30,000 have been placed on record. It cannot be said that apart from the medical bills of medicines, there was no other expenditure. To say that for about 15 months the father of the claimant might have spent Rs’. 70,000 cannot be said to be too excessive which quantifies the admission, medicines, operations and many misc. expenditures. The statement of the father can be believed to the effect that for taking the girl to the hospital, he had to spend on taxis and for that if an amount of Rs. 15,000 has been claimed, it cannot be said to be excessive. For special diet and other care and help from other persons, an amount of Rs. 20,000 is considered to be justified amount. 14. Now coming to the non-pecuniary damage done to the girl, for the reasons that the girl has to suffer for whole life because of shortening of leg, which is supposed to be permanent disablement and seeing the age of the girl, in my opinion, the minimum compensation which could have been given in such a case could not be less than Rs. 3,00,000 as was held by Punjab & Haryana High Court in Swatantra Kumar Lamba v.
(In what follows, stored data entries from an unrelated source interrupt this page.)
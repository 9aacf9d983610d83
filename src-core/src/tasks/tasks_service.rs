use crate::cache::ArchiveView;
use crate::errors::{Result, ValidationError};
use crate::tasks::progress::{CompletionLatch, TaskProgress};
use crate::tasks::tasks_model::{NewTask, Task, ToggleOutcome};
use crate::tasks::tasks_traits::{TaskRepositoryTrait, TaskServiceTrait};
use async_trait::async_trait;
use diesel::result::Error as DieselError;
use std::sync::Arc;

pub struct TaskService<T: TaskRepositoryTrait> {
    task_repo: Arc<T>,
    view: ArchiveView<Task>,
    celebration: CompletionLatch,
}

impl<T: TaskRepositoryTrait> TaskService<T> {
    pub fn new(task_repo: Arc<T>) -> Self {
        TaskService {
            task_repo,
            view: ArchiveView::new(),
            celebration: CompletionLatch::new(),
        }
    }
}

#[async_trait]
impl<T: TaskRepositoryTrait + Send + Sync> TaskServiceTrait for TaskService<T> {
    fn get_tasks(&self) -> Result<Vec<Task>> {
        let loaded = self.task_repo.load_tasks()?;
        self.view.replace_active(loaded.clone());
        Ok(loaded)
    }

    fn get_archived_tasks(&self) -> Result<Vec<Task>> {
        let loaded = self.task_repo.load_archived_tasks()?;
        self.view.replace_archived(loaded.clone());
        Ok(loaded)
    }

    fn get_progress(&self) -> Result<TaskProgress> {
        let tasks = self.task_repo.load_tasks()?;
        Ok(TaskProgress::from_tasks(&tasks))
    }

    async fn create_task(&self, new_task: NewTask) -> Result<Task> {
        if new_task.text.trim().is_empty() {
            return Err(ValidationError::MissingField("text".to_string()).into());
        }

        let created = self.task_repo.insert_new_task(new_task).await?;
        self.view.active().upsert(created.clone());
        Ok(created)
    }

    async fn update_task(&self, task_update: Task) -> Result<Task> {
        let updated = self.task_repo.update_task(task_update).await?;
        self.view.active().patch(updated.clone());
        Ok(updated)
    }

    async fn toggle_task(&self, task_id: &str) -> Result<ToggleOutcome> {
        // Owning goal and current state are looked up by scanning the list.
        let mut tasks = self.task_repo.load_tasks()?;
        let current = tasks
            .iter()
            .find(|t| t.id == task_id)
            .ok_or(DieselError::NotFound)?
            .clone();

        let updated = self
            .task_repo
            .set_task_completed(task_id, !current.completed)
            .await?;
        self.view.active().patch(updated.clone());

        if let Some(entry) = tasks.iter_mut().find(|t| t.id == task_id) {
            *entry = updated.clone();
        }
        let progress = TaskProgress::from_tasks(&tasks);
        let celebrate = self.celebration.observe(progress.all_complete());

        Ok(ToggleOutcome {
            task: updated,
            progress,
            celebrate,
        })
    }

    async fn archive_task(&self, task_id: &str) -> Result<Task> {
        let archived = self.task_repo.set_task_deleted(task_id, true).await?;
        self.view.apply_archive(archived.clone());
        Ok(archived)
    }

    async fn restore_task(&self, task_id: &str) -> Result<Task> {
        let restored = self.task_repo.set_task_deleted(task_id, false).await?;
        self.view.apply_restore(restored.clone());
        Ok(restored)
    }
}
Sheila Didi 1988 ACJ 74 (P&H). For the injuries, pain and agony, in my opinion another amount of Rs. 50,000 is required to be added. 15. For the above said discussions and the reasons, the award is enhanced to Rs. 4,55,000 which shall bear the interest at the rate given by the Tribunal. The difference of amount after adjustment of the amount already paid shall be deposited in the FDRs and in the name of the claimant herself , who has by now become major, in one of the scheduled/nationalised bank initially for a period of three years. However, the interest can be withdrawn by the parties for meeting day-to-day expenses if so required. The misc. appeal is allowed and disposed of accordingly. The record of the trial court be sent back immediately.